REDUÇÃO DE JORNADA E SALÁRIO
Existe uma previsão legal, trazida pela Lei nº 4923, de 1965, para redução de jornadas e salários dos empregados. Ela diz que, em face da conjuntura econômica, se houver problemas que atinjam o funcionamento da empresa, essas reduções podem ser feitas.
Porém, Kamegasawa lembra que essa decisão dependerá de acordo com os sindicatos das categorias envolvidas.

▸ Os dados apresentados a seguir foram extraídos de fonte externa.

//! In-memory stand-in for the CODAP host document.
//!
//! Answers the subset of the data interactive API the plugin uses, records
//! every request it receives, and lets tests inject rejections or transport
//! failures per `(action, resource)`.

use std::collections::{BTreeMap, HashMap};
use std::sync::{Arc, Mutex, MutexGuard};

use async_trait::async_trait;
use serde_json::{Value, json};

use crate::message::{Action, CodapRequest, CodapResponse, ResourcePath};
use crate::transport::{ChannelError, HostTransport, NotificationHandler};

#[derive(Debug, Clone)]
pub enum Fault {
    /// Reply `{success: false, error}`.
    Reject(String),
    /// Fail below the protocol, as if the channel broke.
    Transport,
}

#[derive(Debug, Default, Clone)]
struct Document {
    frame: Option<Value>,
    saved_state: Option<Value>,
    data_contexts: BTreeMap<String, Value>,
    items: HashMap<String, Vec<Value>>,
    components: Vec<Value>,
    next_id: u64,
}

impl Document {
    fn next_id(&mut self) -> u64 {
        self.next_id += 1;
        self.next_id
    }
}

#[derive(Default)]
struct Inner {
    doc: Mutex<Document>,
    log: Mutex<Vec<CodapRequest>>,
    faults: Mutex<HashMap<(Action, String), Fault>>,
    handler: Mutex<Option<Arc<dyn NotificationHandler>>>,
    closed: Mutex<bool>,
}

fn lock<T>(m: &Mutex<T>) -> MutexGuard<'_, T> {
    m.lock().unwrap_or_else(|poisoned| poisoned.into_inner())
}

#[derive(Clone, Default)]
pub struct MockHost {
    inner: Arc<Inner>,
}

impl MockHost {
    pub fn new() -> Self {
        Self::default()
    }

    /// A document that was saved with this interactive state.
    pub fn with_saved_state(self, state: Value) -> Self {
        lock(&self.inner.doc).saved_state = Some(state);
        self
    }

    pub fn with_data_context(self, name: &str, context: Value) -> Self {
        lock(&self.inner.doc).data_contexts.insert(name.to_owned(), context);
        self
    }

    pub fn with_component(self, component: Value) -> Self {
        {
            let mut doc = lock(&self.inner.doc);
            let id = doc.next_id();
            let mut component = component;
            if let Some(obj) = component.as_object_mut() {
                obj.entry("id").or_insert(json!(id));
            }
            doc.components.push(component);
        }
        self
    }

    pub fn reject(&self, action: Action, resource: impl ToString, message: &str) {
        let fault = Fault::Reject(message.to_owned());
        lock(&self.inner.faults).insert((action, resource.to_string()), fault);
    }

    pub fn fail(&self, action: Action, resource: impl ToString) {
        lock(&self.inner.faults).insert((action, resource.to_string()), Fault::Transport);
    }

    pub fn clear_faults(&self) {
        lock(&self.inner.faults).clear();
    }

    // -------------------------------------------------------------------------
    // Inspection
    // -------------------------------------------------------------------------

    /// Every request received, in arrival order.
    pub fn requests(&self) -> Vec<CodapRequest> {
        lock(&self.inner.log).clone()
    }

    pub fn count(&self, action: Action, resource: impl ToString) -> usize {
        let resource = resource.to_string();
        lock(&self.inner.log)
            .iter()
            .filter(|r| r.action == action && r.resource == resource)
            .count()
    }

    pub fn data_context(&self, name: &str) -> Option<Value> {
        lock(&self.inner.doc).data_contexts.get(name).cloned()
    }

    pub fn items(&self, name: &str) -> Vec<Value> {
        lock(&self.inner.doc).items.get(name).cloned().unwrap_or_default()
    }

    pub fn components(&self) -> Vec<Value> {
        lock(&self.inner.doc).components.clone()
    }

    pub fn frame(&self) -> Option<Value> {
        lock(&self.inner.doc).frame.clone()
    }

    pub fn saved_state(&self) -> Option<Value> {
        lock(&self.inner.doc).saved_state.clone()
    }

    // -------------------------------------------------------------------------
    // Host-initiated traffic
    // -------------------------------------------------------------------------

    fn handler(&self) -> Option<Arc<dyn NotificationHandler>> {
        lock(&self.inner.handler).clone()
    }

    /// Ask the plugin for its interactive state and store it, as the host does
    /// when the document is saved.
    pub async fn save_document(&self) -> Option<CodapResponse> {
        let handler = self.handler()?;
        let rsp = handler.on_request(CodapRequest::get(ResourcePath::InteractiveState)).await;
        if rsp.success {
            lock(&self.inner.doc).saved_state = rsp.values.clone();
        }
        Some(rsp)
    }

    /// Push a state blob into the plugin.
    pub async fn push_state(&self, state: Value) -> Option<CodapResponse> {
        let handler = self.handler()?;
        Some(handler.on_request(CodapRequest::update(ResourcePath::InteractiveState, state)).await)
    }

    pub async fn disconnect(&self) {
        *lock(&self.inner.closed) = true;
        if let Some(handler) = self.handler() {
            handler.on_disconnect().await;
        }
    }

    /// The same document opened again: contents and saved state survive,
    /// the request log and plugin connection do not.
    pub fn reopen(&self) -> MockHost {
        let doc = lock(&self.inner.doc).clone();
        let host = MockHost::new();
        *lock(&host.inner.doc) = doc;
        host
    }

    // -------------------------------------------------------------------------
    // Request handling
    // -------------------------------------------------------------------------

    fn answer(&self, req: &CodapRequest) -> CodapResponse {
        let mut doc = lock(&self.inner.doc);
        match (req.action, req.resource_path()) {
            (Action::Update, ResourcePath::InteractiveFrame) => {
                doc.frame = req.values.clone();
                CodapResponse::ok(None)
            }
            (Action::Get, ResourcePath::InteractiveFrame) => {
                let mut frame = doc.frame.clone().unwrap_or_else(|| json!({}));
                if let (Some(obj), Some(state)) = (frame.as_object_mut(), doc.saved_state.clone()) {
                    obj.insert("savedState".into(), state);
                }
                CodapResponse::ok(Some(frame))
            }
            (Action::Get, ResourcePath::DataContext(name)) => match doc.data_contexts.get(&name) {
                Some(ctx) => CodapResponse::ok(Some(ctx.clone())),
                None => CodapResponse::rejected(format!("no data context named '{name}'")),
            },
            (Action::Create, ResourcePath::DataContextRoot) => {
                let Some(values) = req.values.clone() else {
                    return CodapResponse::rejected("missing values");
                };
                let Some(name) = values.get("name").and_then(Value::as_str).map(str::to_owned)
                else {
                    return CodapResponse::rejected("data context needs a name");
                };
                if doc.data_contexts.contains_key(&name) {
                    return CodapResponse::rejected(format!("data context '{name}' already exists"));
                }
                let id = doc.next_id();
                doc.data_contexts.insert(name.clone(), values);
                CodapResponse::ok(Some(json!({"id": id, "name": name})))
            }
            (Action::Create, ResourcePath::DataContextItem(name)) => {
                if !doc.data_contexts.contains_key(&name) {
                    return CodapResponse::rejected(format!("no data context named '{name}'"));
                }
                let new_items = match req.values.clone() {
                    Some(Value::Array(items)) => items,
                    Some(item @ Value::Object(_)) => vec![item],
                    _ => return CodapResponse::rejected("items must be an object or array"),
                };
                let mut ids = Vec::with_capacity(new_items.len());
                for _ in &new_items {
                    ids.push(doc.next_id());
                }
                doc.items.entry(name).or_default().extend(new_items);
                CodapResponse::ok(Some(json!({"itemIDs": ids})))
            }
            (Action::Get, ResourcePath::ComponentList) => {
                let list: Vec<Value> = doc
                    .components
                    .iter()
                    .map(|c| {
                        json!({"id": c.get("id"), "name": c.get("name"), "type": c.get("type")})
                    })
                    .collect();
                CodapResponse::ok(Some(Value::Array(list)))
            }
            (Action::Create, ResourcePath::Component) => {
                let Some(mut component) = req.values.clone().filter(Value::is_object) else {
                    return CodapResponse::rejected("component needs values");
                };
                let id = doc.next_id();
                if let Some(obj) = component.as_object_mut() {
                    obj.insert("id".into(), json!(id));
                }
                let kind = component.get("type").cloned();
                doc.components.push(component);
                CodapResponse::ok(Some(json!({"id": id, "type": kind})))
            }
            _ => CodapResponse::rejected(format!(
                "unsupported request {} {}",
                req.action, req.resource
            )),
        }
    }
}

#[async_trait]
impl HostTransport for MockHost {
    async fn send(&self, request: CodapRequest) -> Result<CodapResponse, ChannelError> {
        if *lock(&self.inner.closed) {
            return Err(ChannelError::Closed);
        }
        lock(&self.inner.log).push(request.clone());

        let fault = lock(&self.inner.faults)
            .get(&(request.action, request.resource.clone()))
            .cloned();
        match fault {
            Some(Fault::Transport) => Err(ChannelError::Closed),
            Some(Fault::Reject(message)) => Ok(CodapResponse::rejected(message)),
            None => Ok(self.answer(&request)),
        }
    }

    fn set_notification_handler(&self, handler: Arc<dyn NotificationHandler>) {
        *lock(&self.inner.handler) = Some(handler);
    }
}
use std::sync::Arc;

use codap_channel::mock_host::MockHost;
use codap_channel::{Action, ConnectionState, ResourcePath};
use codap_movies::catalog::CatalogRecord;
use codap_movies::config::PluginConfig;
use codap_movies::dataset::{DatasetDescriptor, DatasetHandle};
use codap_movies::forwarder::RecordForwarder;
use codap_movies::session::SessionManager;
use codap_movies::{MoviePlugin, PluginError};
use serde_json::{Value, json};

async fn start(host: &MockHost) -> MoviePlugin {
    MoviePlugin::start(Arc::new(host.clone()), &PluginConfig::default())
        .await
        .expect("plugin should start")
}

fn indices(host: &MockHost) -> Vec<u64> {
    host.items("Movies")
        .iter()
        .map(|i| i["movie_set_index"].as_u64().unwrap())
        .collect()
}

#[tokio::test]
async fn fresh_document_gets_dataset_and_table() {
    let host = MockHost::new();
    let plugin = start(&host).await;
    assert!(plugin.dataset().created);

    assert_eq!(host.count(Action::Create, ResourcePath::DataContextRoot), 1);
    let ctx = host.data_context("Movies").unwrap();
    assert_eq!(ctx, serde_json::to_value(DatasetDescriptor::movies()).unwrap());

    plugin.add_record(&CatalogRecord::new("Dune", 88.1)).await.unwrap();
    assert_eq!(
        host.items("Movies"),
        vec![json!({"movie_set_index": 0, "title": "Dune", "popularity": 88.1})]
    );
    assert_eq!(host.count(Action::Create, ResourcePath::Component), 1);
}

#[tokio::test]
async fn handshake_announces_manifest_first() {
    let host = MockHost::new();
    let _plugin = start(&host).await;

    let requests = host.requests();
    assert_eq!(requests[0].action, Action::Update);
    assert_eq!(requests[0].resource, "interactiveFrame");
    let frame = host.frame().unwrap();
    assert_eq!(frame["name"], json!("Movie Finder"));
    assert_eq!(frame["dimensions"], json!({"width": 400, "height": 600}));
}

#[tokio::test]
async fn indices_strictly_increase() {
    let host = MockHost::new();
    let plugin = start(&host).await;

    for title in ["Dune", "Arrival", "Heat", "Alien"] {
        plugin.add_record(&CatalogRecord::new(title, 1.0)).await.unwrap();
    }
    assert_eq!(indices(&host), vec![0, 1, 2, 3]);
}

#[tokio::test]
async fn second_start_reuses_dataset() {
    let host = MockHost::new();
    let first = start(&host).await;
    first.add_record(&CatalogRecord::new("Dune", 88.1)).await.unwrap();

    let reopened = host.reopen();
    let second = start(&reopened).await;
    assert!(!second.dataset().created);
    assert_eq!(reopened.count(Action::Create, ResourcePath::DataContextRoot), 0);
}

#[tokio::test]
async fn saved_sample_number_is_continued() {
    let host = MockHost::new().with_saved_state(json!({"sampleNumber": 3}));
    let plugin = start(&host).await;

    plugin.add_record(&CatalogRecord::new("Dune", 88.1)).await.unwrap();
    assert_eq!(
        host.items("Movies"),
        vec![json!({"movie_set_index": 3, "title": "Dune", "popularity": 88.1})]
    );
    assert_eq!(plugin.session().interactive_state().unwrap().sample_number(), 4);
}

#[tokio::test]
async fn state_survives_save_and_reopen() {
    let host = MockHost::new().with_saved_state(json!({"sampleNumber": 7}));
    let plugin = start(&host).await;
    plugin.add_record(&CatalogRecord::new("Dune", 88.1)).await.unwrap();

    let saved = host.save_document().await.unwrap();
    assert!(saved.success);
    assert_eq!(host.saved_state(), Some(json!({"sampleNumber": 8})));

    let reopened = host.reopen();
    let plugin = start(&reopened).await;
    plugin.add_record(&CatalogRecord::new("Heat", 40.0)).await.unwrap();
    assert_eq!(indices(&reopened), vec![7, 8]);
}

#[tokio::test]
async fn exhausted_index_sends_nothing() {
    let host = MockHost::new().with_saved_state(json!({"sampleNumber": 1e20}));
    let plugin = start(&host).await;

    let err = plugin.add_record(&CatalogRecord::new("Dune", 88.1)).await.unwrap_err();
    assert!(matches!(err, PluginError::SampleIndexExhausted));
    assert_eq!(host.count(Action::Create, ResourcePath::items("Movies")), 0);
    assert!(host.items("Movies").is_empty());
}

#[tokio::test]
async fn forwarding_requires_active_session() {
    let host = MockHost::new();
    let session = SessionManager::new(Arc::new(host.clone()));
    let forwarder = RecordForwarder::new(
        Arc::clone(&session),
        DatasetHandle::new("Movies", Arc::new(DatasetDescriptor::movies())),
    );

    let err = forwarder.forward(&CatalogRecord::new("Dune", 1.0)).await.unwrap_err();
    assert!(matches!(err, PluginError::NotConnected { state: ConnectionState::Uninitialized }));
    assert!(host.requests().is_empty());
}

#[tokio::test]
async fn failed_handshake_blocks_forwarding() {
    let host = MockHost::new();
    host.reject(Action::Update, ResourcePath::InteractiveFrame, "plugin not allowed");
    let session = SessionManager::new(Arc::new(host.clone()));

    let err = session.init(&PluginConfig::default().manifest()).await.unwrap_err();
    assert!(matches!(err, PluginError::HandshakeFailed(ref m) if m == "plugin not allowed"));
    assert_eq!(session.connection_state(), ConnectionState::Failed);

    let sent = host.requests().len();
    let forwarder = RecordForwarder::new(
        Arc::clone(&session),
        DatasetHandle::new("Movies", Arc::new(DatasetDescriptor::movies())),
    );
    let err = forwarder.forward(&CatalogRecord::new("Dune", 1.0)).await.unwrap_err();
    assert!(matches!(err, PluginError::NotConnected { state: ConnectionState::Failed }));
    assert_eq!(host.requests().len(), sent);
}

#[tokio::test]
async fn start_fails_when_handshake_fails() {
    let host = MockHost::new();
    host.fail(Action::Update, ResourcePath::InteractiveFrame);

    let err = MoviePlugin::start(Arc::new(host.clone()), &PluginConfig::default())
        .await
        .unwrap_err();
    assert!(matches!(err, PluginError::HandshakeFailed(_)));
    assert_eq!(host.count(Action::Create, ResourcePath::DataContextRoot), 0);
}

#[tokio::test]
async fn one_table_across_forwards() {
    let host = MockHost::new();
    let plugin = start(&host).await;

    plugin.add_record(&CatalogRecord::new("Dune", 88.1)).await.unwrap();
    plugin.add_record(&CatalogRecord::new("Heat", 40.0)).await.unwrap();

    assert_eq!(host.count(Action::Create, ResourcePath::Component), 1);
    assert_eq!(host.count(Action::Get, ResourcePath::ComponentList), 2);
}

#[tokio::test]
async fn rejected_item_leaves_a_gap() {
    let host = MockHost::new();
    let plugin = start(&host).await;

    host.reject(Action::Create, ResourcePath::items("Movies"), "dataset locked");
    let err = plugin.add_record(&CatalogRecord::new("Dune", 88.1)).await.unwrap_err();
    assert!(matches!(
        err,
        PluginError::HostRejected { ref message, .. } if message == "dataset locked"
    ));

    host.clear_faults();
    plugin.add_record(&CatalogRecord::new("Heat", 40.0)).await.unwrap();
    assert_eq!(indices(&host), vec![1]);
}

#[tokio::test]
async fn table_failure_does_not_fail_forward() {
    let host = MockHost::new();
    let plugin = start(&host).await;
    host.reject(Action::Create, ResourcePath::Component, "no room");

    plugin.add_record(&CatalogRecord::new("Dune", 88.1)).await.unwrap();
    assert_eq!(host.items("Movies").len(), 1);
    assert!(host.components().is_empty());
}

#[tokio::test]
async fn host_pushed_state_does_not_rewind() {
    let host = MockHost::new().with_saved_state(json!({"sampleNumber": 5}));
    let plugin = start(&host).await;

    host.push_state(json!({"sampleNumber": 2, "lastCategory": "trending"})).await.unwrap();
    let state = plugin.session().interactive_state().unwrap();
    assert_eq!(state.sample_number(), 5);
    assert_eq!(state.get("lastCategory"), Some(&Value::from("trending")));
}

#[tokio::test]
async fn disconnect_ends_the_session() {
    let host = MockHost::new();
    let plugin = start(&host).await;

    host.disconnect().await;
    assert_eq!(plugin.run_until_closed().await, ConnectionState::Closed);

    let err = plugin.add_record(&CatalogRecord::new("Dune", 1.0)).await.unwrap_err();
    assert!(matches!(err, PluginError::NotConnected { state: ConnectionState::Closed }));
}

#[tokio::test(flavor = "multi_thread", worker_threads = 4)]
async fn concurrent_forwards_get_distinct_indices() {
    let host = MockHost::new();
    let plugin = Arc::new(start(&host).await);

    let mut tasks = Vec::new();
    for i in 0..16 {
        let p = Arc::clone(&plugin);
        tasks.push(tokio::spawn(async move {
            p.add_record(&CatalogRecord::new(format!("movie {i}"), i as f64)).await.unwrap();
        }));
    }
    for t in tasks {
        t.await.unwrap();
    }

    let mut seen = indices(&host);
    seen.sort_unstable();
    assert_eq!(seen, (0..16).collect::<Vec<_>>());
    assert_eq!(host.count(Action::Create, ResourcePath::Component), 1);
}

Ou seja, é mais fácil para empresas que possuem bom relacionamento com os representantes de seus funcionários.
Pela lei, os salários podem ser reduzidos em até 25%. “Não é algo simples de se conseguir, há toda a burocracia envolvida no processo de negociação com os sindicatos”, diz o advogado.
Segundo ele, as autoridades brasileiras deveriam adotar medidas para facilitar esse procedimento, como as feitas em Portugal.

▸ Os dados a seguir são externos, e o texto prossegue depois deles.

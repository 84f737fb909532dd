pub mod catalog;
pub mod config;
pub mod dataset;
pub mod error;
pub mod forwarder;
pub mod logger;
pub mod plugin;
pub mod presentation;
pub mod session;
pub mod state;

pub use error::PluginError;
pub use plugin::MoviePlugin;
use std::sync::Arc;

use codap_channel::CodapRequest;
use serde_json::{Map, Value, json};
use tracing::{debug, info, warn};

use crate::catalog::CatalogRecord;
use crate::dataset::DatasetHandle;
use crate::error::PluginError;
use crate::presentation::PresentationGuarantor;
use crate::session::SessionManager;

/// One row for the child collection, grouped under `parent_key_value`.
#[derive(Debug, Clone, PartialEq)]
pub struct Item {
    pub parent_key_value: u64,
    pub fields: Map<String, Value>,
}

impl Item {
    /// Picks the child collection's attributes off the record; missing ones are null.
    pub fn from_record(index: u64, record: &CatalogRecord, dataset: &DatasetHandle) -> Self {
        let fields = dataset
            .template
            .child()
            .map(|c| {
                c.attributes
                    .iter()
                    .map(|a| (a.name.clone(), record.field(&a.name).unwrap_or(Value::Null)))
                    .collect()
            })
            .unwrap_or_default();
        Self {
            parent_key_value: index,
            fields,
        }
    }

    /// Flat case values as the host expects them, parent key included.
    pub fn into_case(self, parent_key: &str) -> Value {
        let mut case = Map::with_capacity(self.fields.len() + 1);
        case.insert(parent_key.to_owned(), json!(self.parent_key_value));
        case.extend(self.fields);
        Value::Object(case)
    }
}

/// Turns a user-selected record into one dataset item.
///
/// The sample index is advanced before the item is sent, and is not given
/// back if the send fails: indices may have gaps but are never reused.
#[derive(Debug)]
pub struct RecordForwarder {
    session: Arc<SessionManager>,
    dataset: DatasetHandle,
    presentation: PresentationGuarantor,
}

impl RecordForwarder {
    pub fn new(session: Arc<SessionManager>, dataset: DatasetHandle) -> Self {
        let presentation = PresentationGuarantor::new(Arc::clone(&session));
        Self {
            session,
            dataset,
            presentation,
        }
    }

    pub fn dataset(&self) -> &DatasetHandle {
        &self.dataset
    }

    pub async fn forward(&self, record: &CatalogRecord) -> Result<(), PluginError> {
        self.session.require_active()?;
        let parent_key = self.dataset.template.parent_key().ok_or_else(|| {
            PluginError::InvalidState(format!(
                "dataset '{}' template has no parent key",
                self.dataset.name
            ))
        })?;

        let index = self.session.next_sample_index()?;
        let case = Item::from_record(index, record, &self.dataset).into_case(parent_key);
        debug!(index, title = %record.title, "forwarding record");

        let resource = self.dataset.item_resource();
        let rsp = self
            .session
            .channel()
            .send_request(CodapRequest::create(&resource, Value::Array(vec![case])))
            .await?;
        if !rsp.success {
            return Err(PluginError::rejected(resource, rsp.error_message()));
        }
        info!(index, title = %record.title, "record forwarded");

        if let Err(err) = self.presentation.ensure_table(&self.dataset.name).await {
            warn!("record forwarded but case table could not be checked: {err}");
        }
        Ok(())
    }
}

Diante do agravamento da pandemia na Europa, o governo português simplificou as regras para o chamado lay-off, mecanismo que permite a suspensão temporária do contrato de trabalho.
Como por aqui não há nenhum decreto simplificando a redução da jornada e salário, as regras estabelecidas pela lei de 1965 precisam ser observadas.
AFASTAMENTO DE FUNCIONÁRIO
Com a edição da Lei 13.979/2020, que criou medidas de combate à propagação do coronavírus, como o isolamento e a quarentena, o afastamento de um funcionário que se enquadra nessas situações será considerado falta justificada.
Nesse caso, o empregado não terá o dia descontado e, segundo juristas, a empresa terá de pagar o seu salário durante todo o período de afastamento.
Em outra situação, se o trabalhador precisar ser afastado por recomendação médica, sem necessariamente ser obrigado a isso pela Lei 13.979, nos primeiros 15 dias do afastamento o salário será pago pela empresa e no período seguinte, passará a receber o auxílio-doença do INSS.
Diante dos problemas que se avizinham, muitas empresas podem pensar em demitir os funcionários. Claro que cada empresário sabe onde a crise aperta mais, mas a recomendação de Kamegasawa é que isso não seja feito sem critério.
“Toda demissão tem um custo, e não há como saber quanto tempo vai demorar essa crise. Se durar pouco, o funcionário demitido pode fazer falta”, diz o advogado.